В первой половине книги неоднократно возникает лирическая интонация, автор успевает на мгновение оторвать свой взгляд от бритых голов и увидеть экзотический сахалинский пейзаж, за звоном кандалов расслышать вечный шум моря. Огромная белая луна, гигантские лопухи, похожие на трех черных монахов… «Утро было яркое, блестящее, и наслаждение, которое я испытал, усиливалось еще от гордого сознания, что я вижу эти берега» (1, т. 14, 51). Однако совсем скоро интонация меняется, пейзаж постепенно пропитывается сахалинским духом, свет маяка во время ночной прогулки напоминает уже «красный глаз каторги», сознание с большим трудом переключается на созерцание природы: «Чем выше поднимаешься, тем свободнее дышится; море раскидывается перед глазами, приходят мало-помалу мысли, ничего общего не имеющие ни с тюрьмой, ни с каторгой, ни с ссыльною колонией, и тут только сознаешь, как скучно и трудно живется внизу. Каторжные и поселенцы изо дня в день несут наказание, а свободные с утра до вечера говорят только о том, кого драли, кто бежал, кого поймали и будут драть; и странно, что к этим разговорам и интересам сам привыкаешь в одну неделю и, проснувшись утром, принимаешься прежде всего за печатные генеральские приказы - местную ежедневную газету, и потом целый день слушаешь и говоришь о том, кто бежал, кого подстрелили и т.п. На горе же, в виду моря и красивых оврагов все это становится донельзя пошло и грубо, как оно и есть на самом деле» (1, т. 14, 106 - 107). Красота, гармония, естественность «равнодушной природы», противопоставленная «мышьей суете» искаженной человеческой жизни, - одна из сквозных, лейтмотивных чеховских тем. В этой связи заслуживает внимание исследование Е.А. Гусевой, которая отмечает наличие в книге Чехова переходов от одного настроения к другому, и особо останавливается в этой связи на описаниях моря. В своей статье «Зарисовки природы в художественном мире книги очерков А. П. Чехова «Остров Сахалин» она отмечает, что «море и в рассказах Чехова, и в его очерках изображено не только в предметной тождественности себе, а так, как оно воспринимается героем или автором - повествователем» (13, 86). Таким образом, Е. А. Гусева в данной работе отмечает полифункциональность описания Чеховым природы, выявляет его эмоциональный и психологический фон, который передает авторское отношение к происходящему и является «ландшафтом настроений» (13, 82).
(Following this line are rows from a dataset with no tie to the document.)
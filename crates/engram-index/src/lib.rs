//! # engram-index
//!
//! Durable authoritative store for event rows, session rows, git-state
//! rows, and the vector↔event mapping. Single writer, a rotating ring
//! of readers, WAL journaling, named migrations.

pub(crate) mod connection;
pub mod index;
pub mod migrations;
pub mod queries;
pub mod transaction;

pub use index::RelationalIndex;

use engram_core::EngramError;

/// Map a backend error message into the shared taxonomy.
pub(crate) fn to_index_err(message: impl Into<String>) -> EngramError {
    EngramError::StoreUnavailable {
        store: "relational index".to_string(),
        reason: message.into(),
    }
}

/// Map a rusqlite error, surfacing unique-key violations as `Conflict`.
pub(crate) fn from_sqlite_err(err: rusqlite::Error) -> EngramError {
    match err {
        rusqlite::Error::SqliteFailure(failure, detail)
            if failure.code == rusqlite::ErrorCode::ConstraintViolation =>
        {
            EngramError::Conflict {
                key: detail.unwrap_or_else(|| "unique constraint".to_string()),
            }
        }
        other => to_index_err(other.to_string()),
    }
}
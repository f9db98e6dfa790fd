use serde::{Deserialize, Serialize};

use super::defaults;

/// Window accounting strategy for the rate limiter.
#[derive(Debug, Clone, Copy, PartialEq, Eq, Default, Serialize, Deserialize)]
#[serde(rename_all = "lowercase")]
pub enum WindowStrategy {
    #[default]
    Sliding,
    Fixed,
}

/// Rate limiter configuration. Non-positive `max_requests` or `window_ms`
/// are rejected at construction.
#[derive(Debug, Clone, Serialize, Deserialize)]
#[serde(default)]
pub struct LimiterConfig {
    pub max_requests: i64,
    pub window_ms: i64,
    pub strategy: WindowStrategy,
    /// Prefix applied to every key, namespacing limiter instances.
    pub key_prefix: String,
    /// Idle keys older than this are evicted by `cleanup` (milliseconds).
    pub ttl_ms: u64,
}

impl Default for LimiterConfig {
    fn default() -> Self {
        Self {
            max_requests: defaults::DEFAULT_MAX_REQUESTS,
            window_ms: defaults::DEFAULT_WINDOW_MS,
            strategy: WindowStrategy::Sliding,
            key_prefix: String::new(),
            ttl_ms: defaults::DEFAULT_LIMITER_TTL_MS,
        }
    }
}
//! StorageEngine — validated capture, semantic/structured query,
//! statistics, ordered shutdown.

use std::sync::atomic::{AtomicBool, Ordering};
use std::sync::Arc;

use serde_json::{json, Map, Value};
use tracing::{debug, warn};
use uuid::Uuid;

use engram_cache::MultiLevelCache;
use engram_core::constants::{BLOB_SPILL_THRESHOLD, CONTENT_PREFIX_CHARS};
use engram_core::{EngramConfig, EngramError, EngramResult, Event, NewEvent, QueryFilters};
use engram_index::queries::stats::IndexStatistics;
use engram_index::RelationalIndex;
use engram_vector::{SearchOptions, VectorDocument, VectorIndex, VectorIndexConfig};

use crate::blob::BlobStore;

/// Embedding callback: deterministic per (model, text); output treated
/// opaquely by the engine.
pub type Embedder = Arc<dyn Fn(&str) -> EngramResult<Vec<f32>> + Send + Sync>;

/// The storage engine facade.
pub struct StorageEngine {
    index: Arc<RelationalIndex>,
    vector: Option<Arc<VectorIndex>>,
    embedder: Option<Embedder>,
    blob: BlobStore,
    cache: Option<Arc<MultiLevelCache>>,
    max_memory_size: usize,
    model_name: String,
    closed: AtomicBool,
}

impl StorageEngine {
    /// Open the engine from config. The vector path activates only when
    /// both a vector directory and an embedder are supplied; a corrupt
    /// vector snapshot degrades to an empty vector index with a warning.
    pub fn open(config: &EngramConfig, embedder: Option<Embedder>) -> EngramResult<Self> {
        let index = if config.is_in_memory() {
            Arc::new(RelationalIndex::open_in_memory()?)
        } else {
            Arc::new(RelationalIndex::open(
                std::path::Path::new(&config.db_path),
                config.read_pool_size,
                config.busy_timeout_ms,
            )?)
        };

        let vector = match &config.vector_dir {
            Some(dir) => {
                let vector = VectorIndex::new(VectorIndexConfig {
                    allow_partial_batch: false,
                    persist_dir: Some(dir.clone()),
                });
                if let Err(e) = vector.load() {
                    warn!(error = %e, "vector snapshot unusable, starting empty");
                }
                Some(Arc::new(vector))
            }
            None => None,
        };

        let blob = BlobStore::open(config.blob_root.clone())?;
        let max_memory_size = config.max_memory_size_bytes()?;

        Ok(Self {
            index,
            vector,
            embedder,
            blob,
            cache: None,
            max_memory_size,
            model_name: "default".to_string(),
            closed: AtomicBool::new(false),
        })
    }

    /// Attach a read-through event cache.
    pub fn with_cache(mut self, cache: Arc<MultiLevelCache>) -> Self {
        self.cache = Some(cache);
        self
    }

    /// Name the embedding model recorded in vector mappings.
    pub fn with_model_name(mut self, model_name: impl Into<String>) -> Self {
        self.model_name = model_name.into();
        self
    }

    fn ensure_open(&self) -> EngramResult<()> {
        if self.closed.load(Ordering::Acquire) {
            return Err(EngramError::Closed);
        }
        Ok(())
    }

    /// The relational index handle, shared with the session manager.
    pub fn index(&self) -> Arc<RelationalIndex> {
        self.index.clone()
    }

    // ── capture ────────────────────────────────────────────────────────

    /// Validate, assign an id, insert the authoritative row, then run the
    /// best-effort side writes (vector, blob, cache).
    pub async fn capture(&self, new_event: NewEvent) -> EngramResult<Event> {
        self.ensure_open()?;
        self.validate(&new_event)?;

        let event = Event::assign_id(new_event);
        self.index.insert_memory(&event)?;

        // Side writes never fail the capture; the row is authoritative.
        if event.is_embeddable() {
            if let Err(e) = self.index_vector(&event) {
                warn!(memory_id = %event.id, error = %e, "vector side-write failed");
            }
        }
        if event.content.len() > BLOB_SPILL_THRESHOLD {
            if let Err(e) = self.blob.write(&event.id, event.content.as_bytes()) {
                warn!(memory_id = %event.id, error = %e, "blob side-write failed");
            }
        }
        if let Some(cache) = &self.cache {
            if let Ok(value) = serde_json::to_value(&event) {
                cache.set(event.id.clone(), value, None).await;
            }
        }

        debug!(memory_id = %event.id, event_type = %event.event_type, "event captured");
        Ok(event)
    }

    fn validate(&self, event: &NewEvent) -> EngramResult<()> {
        if event.content.is_empty() {
            return Err(EngramError::validation("content", "must not be empty"));
        }
        if event.session_id.trim().is_empty() {
            return Err(EngramError::validation("session_id", "must not be empty"));
        }
        let size = serde_json::to_vec(event).map(|b| b.len()).unwrap_or(0);
        if size > self.max_memory_size {
            return Err(EngramError::SizeLimit {
                size,
                max: self.max_memory_size,
            });
        }
        Ok(())
    }

    /// Embed and insert into the vector index, then record the mapping.
    /// Content already indexed under the same model shares its stored
    /// vector; only the mapping row is added.
    fn index_vector(&self, event: &Event) -> EngramResult<()> {
        let (Some(vector), Some(embedder)) = (&self.vector, &self.embedder) else {
            return Ok(());
        };

        let content_hash = event.content_hash();
        if let Some(existing) = self
            .index
            .vector_id_for_content_hash(&content_hash, &self.model_name)?
        {
            debug!(memory_id = %event.id, vector_id = %existing, "vector deduped by content hash");
            self.index
                .upsert_vector_mapping(&event.id, &existing, &self.model_name, &content_hash)?;
            return Ok(());
        }

        let embedding = embedder(&event.content)?;
        let vector_id = format!("vec_{}", Uuid::now_v7());

        let mut metadata = Map::new();
        metadata.insert("id".to_string(), json!(event.id));
        metadata.insert("event_type".to_string(), json!(event.event_type.as_str()));
        metadata.insert("session_id".to_string(), json!(event.session_id));
        metadata.insert("content_hash".to_string(), json!(content_hash));
        let prefix: String = event.content.chars().take(CONTENT_PREFIX_CHARS).collect();
        metadata.insert("content_prefix".to_string(), json!(prefix));
        if let Some(workspace_id) = &event.workspace_id {
            metadata.insert("workspace_id".to_string(), json!(workspace_id));
        }
        if let Some(git_branch) = &event.git_branch {
            metadata.insert("git_branch".to_string(), json!(git_branch));
        }

        vector.add(VectorDocument {
            id: vector_id.clone(),
            vector: embedding,
            metadata,
        })?;
        self.index
            .upsert_vector_mapping(&event.id, &vector_id, &self.model_name, &content_hash)?;
        Ok(())
    }

    // ── query ──────────────────────────────────────────────────────────

    /// Semantic retrieval when a query text and the vector path are
    /// available, otherwise (and on any vector-path failure) the filtered
    /// relational query. Backing-store failures degrade to empty.
    pub async fn query(&self, filters: &QueryFilters) -> EngramResult<Vec<Event>> {
        self.ensure_open()?;

        if filters.wants_semantic() && self.vector.is_some() && self.embedder.is_some() {
            match self.semantic_query(filters) {
                Ok(events) if !events.is_empty() => return Ok(events),
                Ok(_) => {
                    debug!("semantic path found nothing, falling back to structured");
                }
                Err(e) => {
                    warn!(error = %e, "semantic path failed, falling back to structured");
                }
            }
        }

        match self.index.filter(filters) {
            Ok(events) => Ok(events),
            Err(e) => {
                warn!(error = %e, "structured query failed, returning empty");
                Ok(Vec::new())
            }
        }
    }

    /// Embed → search → resolve vector ids to event ids → fetch rows,
    /// preserving the search order.
    fn semantic_query(&self, filters: &QueryFilters) -> EngramResult<Vec<Event>> {
        let (Some(vector), Some(embedder), Some(query_text)) = (
            &self.vector,
            &self.embedder,
            filters.semantic_query.as_deref(),
        ) else {
            return Err(EngramError::internal("semantic path unavailable"));
        };

        let embedding = embedder(query_text)?;
        let options = SearchOptions {
            k: filters.limit.unwrap_or(10),
            filter: Some(Self::metadata_filter(filters)),
            ..Default::default()
        };
        let hits = vector.search(&embedding, &options)?;
        if hits.is_empty() {
            return Ok(Vec::new());
        }

        // The mapping table is the authoritative resolver; metadata ids
        // cover rows predating a mapping. Unresolvable hits are skipped.
        let vector_ids: Vec<String> = hits.iter().map(|h| h.id.clone()).collect();
        let mapped = self.index.memory_ids_for_vectors(&vector_ids)?;

        let mut memory_ids = Vec::with_capacity(hits.len());
        for (hit, mapped_id) in hits.iter().zip(mapped) {
            let resolved = mapped_id.or_else(|| {
                hit.metadata
                    .get("id")
                    .or_else(|| hit.metadata.get("memory_id"))
                    .and_then(Value::as_str)
                    .map(str::to_string)
            });
            match resolved {
                Some(id) => memory_ids.push(id),
                None => warn!(vector_id = %hit.id, "unresolvable vector id skipped"),
            }
        }

        self.index.get_by_ids(&memory_ids)
    }

    /// Project the query filters onto vector metadata keys.
    fn metadata_filter(filters: &QueryFilters) -> Map<String, Value> {
        let mut filter = Map::new();
        if let Some(workspace_id) = &filters.workspace_id {
            filter.insert("workspace_id".to_string(), json!(workspace_id));
        }
        if let Some(session_id) = &filters.session_id {
            filter.insert("session_id".to_string(), json!(session_id));
        }
        if let Some(event_type) = filters.event_type {
            filter.insert("event_type".to_string(), json!(event_type.as_str()));
        }
        if let Some(git_branch) = &filters.git_branch {
            filter.insert("git_branch".to_string(), json!(git_branch));
        }
        filter
    }

    /// Cached single-event lookup (read-through when a cache is attached).
    pub async fn get(&self, id: &str) -> EngramResult<Option<Event>> {
        self.ensure_open()?;

        if let Some(cache) = &self.cache {
            if let Some(value) = cache.get(id).await {
                if let Ok(event) = serde_json::from_value::<Event>(value) {
                    return Ok(Some(event));
                }
            }
        }

        let event = self.index.get_by_id(id)?;
        if let (Some(cache), Some(event)) = (&self.cache, &event) {
            if let Ok(value) = serde_json::to_value(event) {
                cache.set(id.to_string(), value, None).await;
            }
        }
        Ok(event)
    }

    /// Read a spilled blob copy of an event's content.
    pub fn read_blob(&self, id: &str) -> EngramResult<Option<Vec<u8>>> {
        self.ensure_open()?;
        self.blob.read(id)
    }

    // ── aggregates & shutdown ──────────────────────────────────────────

    pub fn statistics(&self) -> EngramResult<IndexStatistics> {
        self.ensure_open()?;
        self.index.statistics()
    }

    /// Close the relational index, the vector index, then the blob store,
    /// in that order. Idempotent.
    pub fn close(&self) {
        if self.closed.swap(true, Ordering::AcqRel) {
            return;
        }
        self.index.close();
        if let Some(vector) = &self.vector {
            vector.close();
        }
        // The blob store holds no open handles.
        debug!("storage engine closed");
    }
}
Природа становится лейтмотивным образом в книге Чехова и образует дополнительный художественный план. В описании прибытия на остров (во второй и двенадцатой главах) природа играет роль важнейшего средства эмоциональной передачи впечатлений автора, его душевного состояния. Путешественник надеется на положительные результаты поездки на южный Сахалин. Чехову с момента отплытия кажется, что все говорит об этом: он не только встречает «веселое общество», просмеявшееся первый день поездки, а на другое утро «…опять смех, и недоставало только, чтобы киты, высунув морды из воды, стали хохотать, глядя на нас» (1, т. 14, 191). Тут же путешественник замечает, что «…как нарочно, погода была теплая, тихая, веселая. Слева близко зеленел Сахалин, именно та его пустынная, девственная часть, которой еще не коснулась каторга; справа в ясном, совершенно прозрачном воздухе еле-еле мерещился Татарский берег. Здесь уже пролив более похож на море и вода не так мутна, как около Дуэ; здесь просторнее и легче дышится». Но прибытие в Южный Сахалин постепенно разрушает иллюзии, надежды на лучшую жизнь здесь в сравнении с северной частью острова. Совершая прогулку по берегу, автор увидел «скелет молодого кита, когда-то счастливого, резвого, гулявшего на просторе северных морей, теперь же белые кости богатыря лежали в грязи и дождь точил их…» (1, т. 14, 199). Этот символический образ вновь напоминает читателю, что репортаж ведется все с того же каторжного, адского острова. Все описанные выше очерки можно отнести к художественным. Затем лирика практически исчезает со страниц «Сахалина», словно вымораживается страшной реальностью. В то же время возрастает количество прямых суждений о проблемах сахалинской действительности, что позволяет охарактеризовать очерки второй части как проблемные. М. Л. Семанова отмечает, что книга довольно четко делится на две части: «Первые тридцать глав строятся как очерки путевые (передвижение повествователя по Северному, а затем и Южному Сахалину); главы XIV – XXIII - как очерки проблемные» (38, 783). Вслед за М.Л. Семановой отметим, что внешне строение каждой главы очень похоже: путешественник переезжает из одной тюрьмы или населенного пункта в другой. Но темы, которые он поднимает в этих главах, меняются: они усложняются жизнеописанием людей, событий, особенностями чеховского психологизма.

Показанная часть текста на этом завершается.